(Data records)

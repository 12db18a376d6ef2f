//! # Repository Layer
//!
//! Repository implementations that encapsulate SeaORM operations. Each takes
//! any [`sea_orm::ConnectionTrait`], so callers can run them inside a
//! transaction.

pub mod file;
pub mod tenant;
pub mod user;

pub use file::{FileRepository, NewFile};
pub use tenant::{CreateTenantRequest, TenantRepository};
pub use user::{CreateUserRequest, UserRepository};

(End Data records)

→ What you are asked to do:
When the entries above are retyped, each line must stay exactly as it is.

→ Finished exercise:
repository 12db18a376d6ef2f
//! # Repository Layer
//!
//! Repository implementations that encapsulate SeaORM operations. Each takes
//! any [`sea_orm::ConnectionTrait`], so callers can run them inside a
//! transaction.

pub mod file;
pub mod tenant;
pub mod user;

pub use file::{FileRepository, NewFile};
pub use tenant::{CreateTenantRequest, TenantRepository};
pub use user::{CreateUserRequest, UserRepository};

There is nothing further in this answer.